D’un côté, le public le retrouve dans un registre orienté vers l’action. De l’autre, il apparaît dans une œuvre de science-fiction comique. Ce grand écart entre deux styles très différents montre qu’Hollywood ne savait pas encore totalement dans quelle case placer Keanu Reeves, alors même que son potentiel était déjà visible.

Ce moment de 1991 prend aujourd’hui une valeur particulière. Avant de devenir une figure incontournable du cinéma populaire, l’acteur incarnait déjà une forme de singularité : capable de passer d’un univers à l’autre sans suivre une trajectoire classique de vedette formatée. Cette double sortie illustre ainsi une période charnière, où son identité d’écran se construit dans l’écart plutôt que dans l’évidence.

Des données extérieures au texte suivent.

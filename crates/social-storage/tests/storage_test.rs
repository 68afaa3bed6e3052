use std::collections::HashSet;

use social_core::Document;
use social_storage::Storage;
use tempfile::TempDir;

fn create_test_storage() -> (TempDir, Storage) {
    let temp_dir = TempDir::new().unwrap();
    let storage = Storage::new(temp_dir.path().join("db.json"));
    (temp_dir, storage)
}

#[tokio::test]
async fn test_post_lifecycle() {
    let (_dir, storage) = create_test_storage();
    storage.ensure_db().await.unwrap();

    storage.create_user("a@x.com", "p", "A", 30).await.unwrap();
    let first = storage.create_post("a@x.com", "hi").await.unwrap();
    let second = storage.create_post("a@x.com", "bye").await.unwrap();
    assert_ne!(first.id, second.id);

    let texts: HashSet<String> = storage
        .get_posts("a@x.com")
        .await
        .unwrap()
        .into_iter()
        .map(|p| p.text)
        .collect();
    assert_eq!(texts, HashSet::from(["hi".to_string(), "bye".to_string()]));

    storage.delete_post(&first.id).await.unwrap();

    let posts = storage.get_posts("a@x.com").await.unwrap();
    assert_eq!(posts.len(), 1);
    assert_eq!(posts[0].text, "bye");
    assert_eq!(posts[0].id, second.id);
}

#[tokio::test]
async fn test_posts_are_scoped_to_owner() {
    let (_dir, storage) = create_test_storage();

    storage.create_user("a@x.com", "p", "A", 30).await.unwrap();
    storage.create_user("b@x.com", "p", "B", 40).await.unwrap();

    let mut a_ids = HashSet::new();
    for i in 0..3 {
        let post = storage.create_post("a@x.com", &format!("a{i}")).await.unwrap();
        a_ids.insert(post.id);
    }
    let b_post = storage.create_post("b@x.com", "b0").await.unwrap();

    let fetched: HashSet<String> = storage
        .get_posts("a@x.com")
        .await
        .unwrap()
        .into_iter()
        .map(|p| p.id)
        .collect();
    assert_eq!(fetched, a_ids);

    let b_posts = storage.get_posts("b@x.com").await.unwrap();
    assert_eq!(b_posts, vec![b_post]);
}

#[tokio::test]
async fn test_delete_post_keeps_siblings() {
    let (_dir, storage) = create_test_storage();

    let keep = storage.create_post("a@x.com", "keep").await.unwrap();
    let dropped = storage.create_post("a@x.com", "drop").await.unwrap();
    let other = storage.create_post("b@x.com", "other").await.unwrap();

    storage.delete_post(&dropped.id).await.unwrap();

    assert_eq!(storage.get_posts("a@x.com").await.unwrap(), vec![keep]);
    assert_eq!(storage.get_posts("b@x.com").await.unwrap(), vec![other]);
}

#[tokio::test]
async fn test_file_roundtrip_preserves_records() {
    let (_dir, storage) = create_test_storage();

    let user = storage.create_user("a@x.com", "p", "A", 30).await.unwrap();
    let post = storage.create_post("a@x.com", "hi").await.unwrap();

    let bytes = std::fs::read(storage.path()).unwrap();
    let doc = Document::from_json(&bytes).unwrap();
    assert_eq!(doc.users.get("a@x.com"), Some(&user));
    assert_eq!(doc.posts.get(&post.id), Some(&post));

    // Re-encoding the parsed document reproduces the same records.
    let reparsed = Document::from_json(&doc.to_json().unwrap()).unwrap();
    assert_eq!(reparsed, doc);

    // A second client on the same file sees the same state.
    let reopened = Storage::new(storage.path());
    assert_eq!(reopened.get_user("a@x.com").await.unwrap(), user);
    assert_eq!(reopened.get_posts("a@x.com").await.unwrap(), vec![post]);
}

#[tokio::test]
async fn test_reads_file_written_elsewhere() {
    let (_dir, storage) = create_test_storage();
    let json = r#"{
        "users": {
            "a@x.com": {
                "createdAt": "2023-11-05T08:09:10.5Z",
                "email": "a@x.com",
                "password": "p",
                "name": "A",
                "age": 30
            }
        },
        "posts": {
            "7f1d0c5e-6a55-4b8e-9a53-08c2b8a5b1c4": {
                "id": "7f1d0c5e-6a55-4b8e-9a53-08c2b8a5b1c4",
                "createdAt": "2023-11-05T08:10:00Z",
                "userEmail": "a@x.com",
                "text": "hello"
            }
        }
    }"#;
    std::fs::write(storage.path(), json).unwrap();

    let user = storage.get_user("a@x.com").await.unwrap();
    assert_eq!(user.name, "A");
    assert_eq!(user.created_at.year(), 2023);

    let posts = storage.get_posts("a@x.com").await.unwrap();
    assert_eq!(posts.len(), 1);
    assert_eq!(posts[0].text, "hello");
}

#[tokio::test]
async fn test_concurrent_writers_do_not_lose_updates() {
    let (_dir, storage) = create_test_storage();
    storage.ensure_db().await.unwrap();

    let mut handles = Vec::new();
    for i in 0..16 {
        let storage = storage.clone();
        handles.push(tokio::spawn(async move {
            storage
                .create_user(&format!("user{i}@x.com"), "p", "U", i)
                .await
                .unwrap();
            storage
                .create_post(&format!("user{i}@x.com"), "post")
                .await
                .unwrap();
        }));
    }
    for handle in handles {
        handle.await.unwrap();
    }

    let doc = Document::from_json(&std::fs::read(storage.path()).unwrap()).unwrap();
    assert_eq!(doc.users.len(), 16);
    assert_eq!(doc.posts.len(), 16);
    for i in 0..16 {
        let posts = storage.get_posts(&format!("user{i}@x.com")).await.unwrap();
        assert_eq!(posts.len(), 1);
    }
}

Avec le recul, ce week-end fou apparaît comme un indice précoce de ce qui fera ensuite sa force : une carrière à part, faite de contrastes, de risques et de choix qui déjouent les attentes. Bien avant son statut d’icône, Keanu Reeves donnait déjà le sentiment d’être un acteur difficile à résumer, et c’est précisément ce qui le distinguait.